§ **Exercise instructions**:
Write out every line below that includes the word "failing".
*** Opening of Information provided ***
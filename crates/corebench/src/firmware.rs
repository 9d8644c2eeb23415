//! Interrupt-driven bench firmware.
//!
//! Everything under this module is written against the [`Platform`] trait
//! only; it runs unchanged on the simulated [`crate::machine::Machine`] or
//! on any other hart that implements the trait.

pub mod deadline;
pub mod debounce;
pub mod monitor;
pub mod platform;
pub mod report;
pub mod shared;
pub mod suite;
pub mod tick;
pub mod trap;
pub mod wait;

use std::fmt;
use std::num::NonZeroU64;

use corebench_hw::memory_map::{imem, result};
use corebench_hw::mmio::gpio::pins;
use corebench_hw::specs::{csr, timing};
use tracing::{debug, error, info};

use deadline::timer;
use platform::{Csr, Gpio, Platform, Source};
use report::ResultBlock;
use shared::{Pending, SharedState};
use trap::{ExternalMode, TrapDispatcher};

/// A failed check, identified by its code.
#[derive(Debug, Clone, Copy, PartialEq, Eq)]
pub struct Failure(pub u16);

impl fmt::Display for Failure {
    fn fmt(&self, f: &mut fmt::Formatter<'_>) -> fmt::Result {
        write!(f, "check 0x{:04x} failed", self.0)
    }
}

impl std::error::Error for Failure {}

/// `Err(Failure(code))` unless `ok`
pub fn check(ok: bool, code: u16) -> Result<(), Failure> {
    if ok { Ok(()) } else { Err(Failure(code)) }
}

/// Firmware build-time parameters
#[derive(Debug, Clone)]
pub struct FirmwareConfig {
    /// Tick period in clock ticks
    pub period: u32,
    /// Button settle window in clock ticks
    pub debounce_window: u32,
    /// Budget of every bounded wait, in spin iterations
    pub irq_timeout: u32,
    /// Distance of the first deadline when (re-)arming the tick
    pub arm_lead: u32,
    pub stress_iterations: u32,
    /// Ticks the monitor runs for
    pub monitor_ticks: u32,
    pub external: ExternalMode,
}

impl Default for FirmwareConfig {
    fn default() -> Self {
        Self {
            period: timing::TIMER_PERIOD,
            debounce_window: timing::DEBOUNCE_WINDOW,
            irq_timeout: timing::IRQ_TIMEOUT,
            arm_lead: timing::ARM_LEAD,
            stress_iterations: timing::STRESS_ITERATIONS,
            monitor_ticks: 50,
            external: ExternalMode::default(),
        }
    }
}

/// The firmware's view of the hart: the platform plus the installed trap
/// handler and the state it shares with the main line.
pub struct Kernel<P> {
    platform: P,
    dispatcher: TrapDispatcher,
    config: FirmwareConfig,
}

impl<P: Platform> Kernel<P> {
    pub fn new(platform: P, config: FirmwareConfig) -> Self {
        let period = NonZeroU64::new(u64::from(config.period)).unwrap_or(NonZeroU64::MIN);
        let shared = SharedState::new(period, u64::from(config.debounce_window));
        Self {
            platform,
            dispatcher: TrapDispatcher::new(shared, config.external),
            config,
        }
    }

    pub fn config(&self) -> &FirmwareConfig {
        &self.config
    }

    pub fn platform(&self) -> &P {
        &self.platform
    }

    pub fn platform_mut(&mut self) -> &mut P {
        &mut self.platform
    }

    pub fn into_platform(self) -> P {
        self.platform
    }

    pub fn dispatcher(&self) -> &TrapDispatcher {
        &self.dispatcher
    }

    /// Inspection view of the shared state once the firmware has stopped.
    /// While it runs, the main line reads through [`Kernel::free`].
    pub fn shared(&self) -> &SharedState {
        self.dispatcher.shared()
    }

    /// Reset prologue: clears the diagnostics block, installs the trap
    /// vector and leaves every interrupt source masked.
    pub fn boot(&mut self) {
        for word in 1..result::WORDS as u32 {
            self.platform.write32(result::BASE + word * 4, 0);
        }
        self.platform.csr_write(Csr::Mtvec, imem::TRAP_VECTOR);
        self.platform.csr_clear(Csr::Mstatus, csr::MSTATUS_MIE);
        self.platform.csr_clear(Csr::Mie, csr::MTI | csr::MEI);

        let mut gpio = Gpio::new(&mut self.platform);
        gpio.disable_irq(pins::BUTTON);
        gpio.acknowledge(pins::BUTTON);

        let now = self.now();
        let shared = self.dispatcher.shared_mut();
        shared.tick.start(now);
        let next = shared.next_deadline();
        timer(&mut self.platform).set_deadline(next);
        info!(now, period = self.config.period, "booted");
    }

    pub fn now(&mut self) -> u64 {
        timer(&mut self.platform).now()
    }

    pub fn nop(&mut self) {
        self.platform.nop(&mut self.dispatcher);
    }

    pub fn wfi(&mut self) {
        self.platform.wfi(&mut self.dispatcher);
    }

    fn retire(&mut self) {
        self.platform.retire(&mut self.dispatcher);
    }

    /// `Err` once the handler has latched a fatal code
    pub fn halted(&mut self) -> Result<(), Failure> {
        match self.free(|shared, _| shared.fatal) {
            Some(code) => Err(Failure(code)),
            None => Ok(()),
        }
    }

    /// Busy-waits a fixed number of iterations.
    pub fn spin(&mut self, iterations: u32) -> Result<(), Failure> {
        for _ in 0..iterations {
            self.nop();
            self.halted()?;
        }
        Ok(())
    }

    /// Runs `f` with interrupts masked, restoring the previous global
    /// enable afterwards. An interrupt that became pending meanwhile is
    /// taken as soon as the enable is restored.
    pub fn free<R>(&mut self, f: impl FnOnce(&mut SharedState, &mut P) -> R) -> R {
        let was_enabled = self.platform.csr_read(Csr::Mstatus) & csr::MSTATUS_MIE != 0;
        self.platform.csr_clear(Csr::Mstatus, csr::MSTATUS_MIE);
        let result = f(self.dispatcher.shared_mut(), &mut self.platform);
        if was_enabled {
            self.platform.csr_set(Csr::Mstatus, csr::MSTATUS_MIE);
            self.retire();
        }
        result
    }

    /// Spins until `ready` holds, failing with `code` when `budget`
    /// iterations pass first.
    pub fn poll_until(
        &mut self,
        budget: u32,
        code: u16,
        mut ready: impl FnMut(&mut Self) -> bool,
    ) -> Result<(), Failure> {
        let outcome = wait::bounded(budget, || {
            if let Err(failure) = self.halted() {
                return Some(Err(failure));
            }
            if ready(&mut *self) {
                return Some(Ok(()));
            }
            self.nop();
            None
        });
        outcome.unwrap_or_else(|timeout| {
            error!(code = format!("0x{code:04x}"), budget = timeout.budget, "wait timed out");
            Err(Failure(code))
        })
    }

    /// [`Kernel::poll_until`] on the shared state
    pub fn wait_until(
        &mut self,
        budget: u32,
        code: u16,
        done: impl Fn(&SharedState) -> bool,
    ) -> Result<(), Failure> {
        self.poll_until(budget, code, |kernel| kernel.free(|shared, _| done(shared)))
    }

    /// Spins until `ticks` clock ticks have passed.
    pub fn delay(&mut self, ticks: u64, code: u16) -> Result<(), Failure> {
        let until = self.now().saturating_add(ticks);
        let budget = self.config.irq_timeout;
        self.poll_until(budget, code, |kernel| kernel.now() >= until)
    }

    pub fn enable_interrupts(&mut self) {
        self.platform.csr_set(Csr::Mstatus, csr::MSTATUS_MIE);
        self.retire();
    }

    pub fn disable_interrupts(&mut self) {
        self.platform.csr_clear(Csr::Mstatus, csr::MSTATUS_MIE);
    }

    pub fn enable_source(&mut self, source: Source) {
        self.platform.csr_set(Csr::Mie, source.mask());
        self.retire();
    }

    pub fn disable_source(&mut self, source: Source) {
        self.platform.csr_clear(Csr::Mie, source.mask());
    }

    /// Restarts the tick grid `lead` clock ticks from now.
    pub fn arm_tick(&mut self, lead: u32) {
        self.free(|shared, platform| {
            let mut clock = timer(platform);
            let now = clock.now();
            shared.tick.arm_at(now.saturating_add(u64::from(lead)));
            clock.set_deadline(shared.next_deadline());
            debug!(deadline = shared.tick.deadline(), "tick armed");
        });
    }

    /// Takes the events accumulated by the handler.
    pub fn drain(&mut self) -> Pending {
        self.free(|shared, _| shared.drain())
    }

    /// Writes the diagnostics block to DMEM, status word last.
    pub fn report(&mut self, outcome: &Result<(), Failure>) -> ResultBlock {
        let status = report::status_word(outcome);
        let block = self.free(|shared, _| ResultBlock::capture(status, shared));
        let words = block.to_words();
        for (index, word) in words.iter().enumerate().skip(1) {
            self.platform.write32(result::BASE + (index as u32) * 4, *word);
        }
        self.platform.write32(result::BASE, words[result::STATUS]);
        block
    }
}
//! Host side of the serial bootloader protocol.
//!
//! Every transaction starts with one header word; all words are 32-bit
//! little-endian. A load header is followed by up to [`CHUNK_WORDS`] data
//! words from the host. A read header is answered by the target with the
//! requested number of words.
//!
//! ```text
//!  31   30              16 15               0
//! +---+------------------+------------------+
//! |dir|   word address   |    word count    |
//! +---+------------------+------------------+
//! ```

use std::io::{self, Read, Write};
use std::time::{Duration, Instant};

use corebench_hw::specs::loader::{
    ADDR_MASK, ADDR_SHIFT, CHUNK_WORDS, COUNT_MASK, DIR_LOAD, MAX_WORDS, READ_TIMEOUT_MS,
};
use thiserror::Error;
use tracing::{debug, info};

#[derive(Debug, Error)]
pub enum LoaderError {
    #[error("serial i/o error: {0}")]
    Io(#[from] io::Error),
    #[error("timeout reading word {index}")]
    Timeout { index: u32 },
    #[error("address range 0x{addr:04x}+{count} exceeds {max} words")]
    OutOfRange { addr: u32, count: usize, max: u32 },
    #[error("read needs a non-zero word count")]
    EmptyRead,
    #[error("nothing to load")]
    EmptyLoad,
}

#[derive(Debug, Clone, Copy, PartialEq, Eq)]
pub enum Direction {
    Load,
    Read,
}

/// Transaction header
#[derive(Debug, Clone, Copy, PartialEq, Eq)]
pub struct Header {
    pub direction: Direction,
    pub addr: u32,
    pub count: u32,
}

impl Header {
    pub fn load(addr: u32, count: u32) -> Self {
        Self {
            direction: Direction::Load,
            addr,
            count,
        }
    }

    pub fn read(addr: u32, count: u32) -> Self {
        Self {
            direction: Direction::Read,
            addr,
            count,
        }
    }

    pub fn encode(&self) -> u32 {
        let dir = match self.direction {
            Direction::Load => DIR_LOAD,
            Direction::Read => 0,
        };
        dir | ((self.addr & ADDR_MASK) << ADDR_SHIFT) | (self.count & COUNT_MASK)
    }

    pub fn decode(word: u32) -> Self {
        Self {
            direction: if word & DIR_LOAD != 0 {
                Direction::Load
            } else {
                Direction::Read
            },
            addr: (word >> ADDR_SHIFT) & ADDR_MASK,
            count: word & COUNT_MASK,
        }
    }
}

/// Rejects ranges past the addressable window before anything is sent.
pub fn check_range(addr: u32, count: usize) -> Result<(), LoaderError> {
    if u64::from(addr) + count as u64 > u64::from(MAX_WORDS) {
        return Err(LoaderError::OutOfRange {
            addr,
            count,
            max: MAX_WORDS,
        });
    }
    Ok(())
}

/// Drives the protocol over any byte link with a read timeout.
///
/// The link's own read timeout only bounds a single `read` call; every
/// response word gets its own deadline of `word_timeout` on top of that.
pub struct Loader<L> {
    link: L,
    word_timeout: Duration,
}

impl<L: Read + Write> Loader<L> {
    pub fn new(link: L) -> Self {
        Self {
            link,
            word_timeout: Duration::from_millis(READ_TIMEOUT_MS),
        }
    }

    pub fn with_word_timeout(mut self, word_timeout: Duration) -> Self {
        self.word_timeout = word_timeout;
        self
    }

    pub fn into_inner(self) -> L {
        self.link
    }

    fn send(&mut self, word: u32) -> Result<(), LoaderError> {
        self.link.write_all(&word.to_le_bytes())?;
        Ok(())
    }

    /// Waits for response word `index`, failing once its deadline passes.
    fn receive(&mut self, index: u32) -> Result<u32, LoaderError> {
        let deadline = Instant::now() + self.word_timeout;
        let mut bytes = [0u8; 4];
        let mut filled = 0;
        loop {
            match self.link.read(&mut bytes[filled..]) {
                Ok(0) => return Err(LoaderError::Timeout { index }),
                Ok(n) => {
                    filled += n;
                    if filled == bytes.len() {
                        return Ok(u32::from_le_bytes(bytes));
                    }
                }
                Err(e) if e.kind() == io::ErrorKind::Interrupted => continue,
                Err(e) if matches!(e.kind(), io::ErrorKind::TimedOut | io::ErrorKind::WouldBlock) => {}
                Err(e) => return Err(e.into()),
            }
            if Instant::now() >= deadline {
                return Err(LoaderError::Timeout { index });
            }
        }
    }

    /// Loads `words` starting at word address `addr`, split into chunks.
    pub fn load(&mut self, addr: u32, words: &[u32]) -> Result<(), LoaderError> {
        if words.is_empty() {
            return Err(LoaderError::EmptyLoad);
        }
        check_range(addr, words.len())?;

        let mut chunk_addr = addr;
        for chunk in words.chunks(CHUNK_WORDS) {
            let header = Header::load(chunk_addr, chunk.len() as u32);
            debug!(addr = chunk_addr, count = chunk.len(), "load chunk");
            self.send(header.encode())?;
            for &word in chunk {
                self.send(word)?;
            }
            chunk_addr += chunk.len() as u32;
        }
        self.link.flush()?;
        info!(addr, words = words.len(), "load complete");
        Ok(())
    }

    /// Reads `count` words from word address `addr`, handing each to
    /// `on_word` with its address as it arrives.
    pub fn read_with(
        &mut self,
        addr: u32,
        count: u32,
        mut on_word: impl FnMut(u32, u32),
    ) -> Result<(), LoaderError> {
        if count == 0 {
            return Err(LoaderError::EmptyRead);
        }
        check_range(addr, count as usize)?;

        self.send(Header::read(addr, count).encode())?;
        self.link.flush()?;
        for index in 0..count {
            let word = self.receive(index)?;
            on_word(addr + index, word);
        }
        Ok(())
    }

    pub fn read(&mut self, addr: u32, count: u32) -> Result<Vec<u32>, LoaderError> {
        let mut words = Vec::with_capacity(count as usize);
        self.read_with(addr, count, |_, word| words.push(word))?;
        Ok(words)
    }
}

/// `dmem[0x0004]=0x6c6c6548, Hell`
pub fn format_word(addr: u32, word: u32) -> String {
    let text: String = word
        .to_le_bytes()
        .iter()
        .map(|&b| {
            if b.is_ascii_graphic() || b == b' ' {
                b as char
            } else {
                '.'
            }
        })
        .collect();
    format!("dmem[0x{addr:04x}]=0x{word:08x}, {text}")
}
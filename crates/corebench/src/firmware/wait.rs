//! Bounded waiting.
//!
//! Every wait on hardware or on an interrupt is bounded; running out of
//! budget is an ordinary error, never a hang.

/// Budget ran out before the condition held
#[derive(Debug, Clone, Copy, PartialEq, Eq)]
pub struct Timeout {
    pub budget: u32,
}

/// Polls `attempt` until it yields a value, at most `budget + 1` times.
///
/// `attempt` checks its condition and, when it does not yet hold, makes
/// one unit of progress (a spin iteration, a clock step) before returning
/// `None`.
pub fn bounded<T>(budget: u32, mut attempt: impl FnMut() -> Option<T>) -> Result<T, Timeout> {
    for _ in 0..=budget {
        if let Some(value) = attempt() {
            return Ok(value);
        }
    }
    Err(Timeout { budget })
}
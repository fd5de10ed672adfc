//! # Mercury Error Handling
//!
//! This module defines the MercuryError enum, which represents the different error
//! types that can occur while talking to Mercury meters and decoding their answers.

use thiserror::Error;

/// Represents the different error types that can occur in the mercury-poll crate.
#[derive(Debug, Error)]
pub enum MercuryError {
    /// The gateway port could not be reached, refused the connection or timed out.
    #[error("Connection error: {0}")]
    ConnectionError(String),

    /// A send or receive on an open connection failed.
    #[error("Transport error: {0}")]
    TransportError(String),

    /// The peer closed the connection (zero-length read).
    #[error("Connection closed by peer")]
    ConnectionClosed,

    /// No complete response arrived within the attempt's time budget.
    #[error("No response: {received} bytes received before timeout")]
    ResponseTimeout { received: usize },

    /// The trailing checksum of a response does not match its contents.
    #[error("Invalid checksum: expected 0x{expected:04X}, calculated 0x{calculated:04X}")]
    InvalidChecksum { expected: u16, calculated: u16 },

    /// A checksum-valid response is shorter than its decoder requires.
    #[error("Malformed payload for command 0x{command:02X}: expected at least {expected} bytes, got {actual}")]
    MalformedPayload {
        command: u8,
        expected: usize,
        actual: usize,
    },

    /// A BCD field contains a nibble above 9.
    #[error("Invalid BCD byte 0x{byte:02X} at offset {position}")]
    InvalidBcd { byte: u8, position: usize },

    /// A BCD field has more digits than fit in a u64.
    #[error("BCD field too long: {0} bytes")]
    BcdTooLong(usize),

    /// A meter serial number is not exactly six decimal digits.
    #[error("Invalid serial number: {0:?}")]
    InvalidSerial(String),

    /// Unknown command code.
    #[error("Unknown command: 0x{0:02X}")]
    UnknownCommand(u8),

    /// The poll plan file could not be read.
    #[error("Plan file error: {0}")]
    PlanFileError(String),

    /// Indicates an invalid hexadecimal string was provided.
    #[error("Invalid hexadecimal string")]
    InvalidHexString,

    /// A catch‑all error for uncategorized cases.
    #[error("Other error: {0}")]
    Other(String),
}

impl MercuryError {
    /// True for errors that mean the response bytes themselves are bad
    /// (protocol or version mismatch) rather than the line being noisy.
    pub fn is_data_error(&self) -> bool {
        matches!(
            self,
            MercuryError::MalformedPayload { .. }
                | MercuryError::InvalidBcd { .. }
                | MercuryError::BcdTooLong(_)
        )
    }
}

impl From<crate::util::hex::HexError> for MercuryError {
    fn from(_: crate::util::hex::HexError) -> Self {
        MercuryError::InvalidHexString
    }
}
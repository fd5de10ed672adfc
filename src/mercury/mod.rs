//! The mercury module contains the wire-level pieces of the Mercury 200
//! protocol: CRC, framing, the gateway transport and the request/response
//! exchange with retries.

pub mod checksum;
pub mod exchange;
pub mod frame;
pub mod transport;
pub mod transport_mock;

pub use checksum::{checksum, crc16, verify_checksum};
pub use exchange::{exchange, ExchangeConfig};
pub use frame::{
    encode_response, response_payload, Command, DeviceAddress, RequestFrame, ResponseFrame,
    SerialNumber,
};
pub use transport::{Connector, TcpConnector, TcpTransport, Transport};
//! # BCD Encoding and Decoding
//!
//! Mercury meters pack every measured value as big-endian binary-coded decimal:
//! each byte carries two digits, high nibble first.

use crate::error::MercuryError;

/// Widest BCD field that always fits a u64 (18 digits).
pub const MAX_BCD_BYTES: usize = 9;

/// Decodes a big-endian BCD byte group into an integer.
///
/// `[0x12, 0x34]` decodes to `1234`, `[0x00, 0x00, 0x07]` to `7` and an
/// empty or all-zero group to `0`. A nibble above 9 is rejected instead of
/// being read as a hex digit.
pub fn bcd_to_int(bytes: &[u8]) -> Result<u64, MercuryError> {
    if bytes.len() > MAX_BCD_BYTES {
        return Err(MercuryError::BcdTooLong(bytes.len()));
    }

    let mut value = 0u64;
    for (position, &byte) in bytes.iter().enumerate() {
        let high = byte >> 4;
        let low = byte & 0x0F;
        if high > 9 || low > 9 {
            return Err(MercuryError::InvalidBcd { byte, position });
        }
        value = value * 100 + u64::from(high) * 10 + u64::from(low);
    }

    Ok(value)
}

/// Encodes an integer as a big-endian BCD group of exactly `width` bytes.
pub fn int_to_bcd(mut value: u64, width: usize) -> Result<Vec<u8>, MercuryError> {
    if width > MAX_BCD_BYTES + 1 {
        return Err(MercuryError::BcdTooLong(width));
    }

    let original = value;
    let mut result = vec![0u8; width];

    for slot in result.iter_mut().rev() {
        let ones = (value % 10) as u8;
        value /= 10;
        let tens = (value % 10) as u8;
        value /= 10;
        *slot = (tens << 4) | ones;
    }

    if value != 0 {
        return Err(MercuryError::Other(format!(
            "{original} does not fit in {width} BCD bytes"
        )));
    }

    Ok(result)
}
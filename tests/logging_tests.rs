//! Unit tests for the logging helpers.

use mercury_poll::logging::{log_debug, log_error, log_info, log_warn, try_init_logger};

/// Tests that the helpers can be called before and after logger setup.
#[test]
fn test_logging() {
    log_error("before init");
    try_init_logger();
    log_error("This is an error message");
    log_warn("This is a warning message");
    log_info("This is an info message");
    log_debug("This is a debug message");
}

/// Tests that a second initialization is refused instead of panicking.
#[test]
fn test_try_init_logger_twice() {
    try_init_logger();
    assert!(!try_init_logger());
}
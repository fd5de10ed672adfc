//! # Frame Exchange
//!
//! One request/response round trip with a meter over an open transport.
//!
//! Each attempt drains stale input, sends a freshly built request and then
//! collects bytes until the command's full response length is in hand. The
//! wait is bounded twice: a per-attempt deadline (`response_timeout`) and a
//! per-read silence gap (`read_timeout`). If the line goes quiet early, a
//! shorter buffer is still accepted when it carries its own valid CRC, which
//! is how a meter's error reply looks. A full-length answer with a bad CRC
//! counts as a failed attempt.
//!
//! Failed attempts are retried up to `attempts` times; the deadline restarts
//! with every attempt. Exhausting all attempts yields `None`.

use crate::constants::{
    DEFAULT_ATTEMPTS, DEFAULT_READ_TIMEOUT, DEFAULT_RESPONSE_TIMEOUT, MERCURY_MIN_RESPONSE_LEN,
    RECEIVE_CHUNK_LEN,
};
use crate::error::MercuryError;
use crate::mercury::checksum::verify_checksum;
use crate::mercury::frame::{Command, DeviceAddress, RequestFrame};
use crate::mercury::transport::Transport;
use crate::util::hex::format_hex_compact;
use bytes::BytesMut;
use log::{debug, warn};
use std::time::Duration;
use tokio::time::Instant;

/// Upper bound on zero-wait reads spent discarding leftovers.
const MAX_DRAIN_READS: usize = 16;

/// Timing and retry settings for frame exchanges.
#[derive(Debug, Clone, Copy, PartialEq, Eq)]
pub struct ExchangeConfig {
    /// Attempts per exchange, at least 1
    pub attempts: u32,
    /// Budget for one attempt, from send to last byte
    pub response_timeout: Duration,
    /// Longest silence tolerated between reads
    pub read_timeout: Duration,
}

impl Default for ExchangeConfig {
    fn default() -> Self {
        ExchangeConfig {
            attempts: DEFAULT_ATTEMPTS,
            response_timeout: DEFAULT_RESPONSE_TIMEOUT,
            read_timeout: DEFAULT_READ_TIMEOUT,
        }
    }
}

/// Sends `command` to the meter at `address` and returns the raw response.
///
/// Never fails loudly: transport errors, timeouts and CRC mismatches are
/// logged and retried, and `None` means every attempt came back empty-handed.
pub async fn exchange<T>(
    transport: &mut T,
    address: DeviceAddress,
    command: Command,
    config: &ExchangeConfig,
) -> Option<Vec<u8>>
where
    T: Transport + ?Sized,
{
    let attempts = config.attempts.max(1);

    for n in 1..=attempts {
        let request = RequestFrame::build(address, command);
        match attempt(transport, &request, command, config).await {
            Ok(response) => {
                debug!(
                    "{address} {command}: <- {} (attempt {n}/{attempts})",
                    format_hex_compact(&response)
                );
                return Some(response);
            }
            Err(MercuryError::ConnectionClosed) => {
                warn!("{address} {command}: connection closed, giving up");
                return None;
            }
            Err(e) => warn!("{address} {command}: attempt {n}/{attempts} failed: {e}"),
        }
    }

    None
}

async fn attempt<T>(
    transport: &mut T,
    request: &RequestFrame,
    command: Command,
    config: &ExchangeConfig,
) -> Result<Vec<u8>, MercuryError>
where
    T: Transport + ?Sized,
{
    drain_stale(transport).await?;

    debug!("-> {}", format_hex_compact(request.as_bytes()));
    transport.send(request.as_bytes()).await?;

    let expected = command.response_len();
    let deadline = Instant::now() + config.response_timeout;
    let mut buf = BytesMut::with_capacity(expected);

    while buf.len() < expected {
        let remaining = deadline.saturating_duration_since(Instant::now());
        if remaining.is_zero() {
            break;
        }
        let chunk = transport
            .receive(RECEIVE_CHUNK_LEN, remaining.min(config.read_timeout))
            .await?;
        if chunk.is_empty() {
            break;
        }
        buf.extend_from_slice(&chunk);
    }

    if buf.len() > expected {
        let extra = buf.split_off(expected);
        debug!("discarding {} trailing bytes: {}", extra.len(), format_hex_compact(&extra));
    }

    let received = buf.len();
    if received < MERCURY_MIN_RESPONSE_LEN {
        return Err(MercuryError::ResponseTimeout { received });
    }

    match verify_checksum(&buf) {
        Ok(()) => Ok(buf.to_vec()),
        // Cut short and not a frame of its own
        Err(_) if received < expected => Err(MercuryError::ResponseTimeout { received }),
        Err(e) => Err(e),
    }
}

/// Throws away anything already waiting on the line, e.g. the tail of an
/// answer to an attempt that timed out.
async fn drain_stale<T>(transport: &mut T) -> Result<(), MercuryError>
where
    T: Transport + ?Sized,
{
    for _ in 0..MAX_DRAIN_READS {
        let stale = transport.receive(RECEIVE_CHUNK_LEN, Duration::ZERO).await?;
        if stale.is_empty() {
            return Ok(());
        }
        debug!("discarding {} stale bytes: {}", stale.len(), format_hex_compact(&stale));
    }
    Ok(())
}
*** Close of Information provided ***
§ **Response**:
    /// Spins until `ready` holds, failing with `code` when `budget`
    /// Waits for response word `index`, failing once its deadline passes.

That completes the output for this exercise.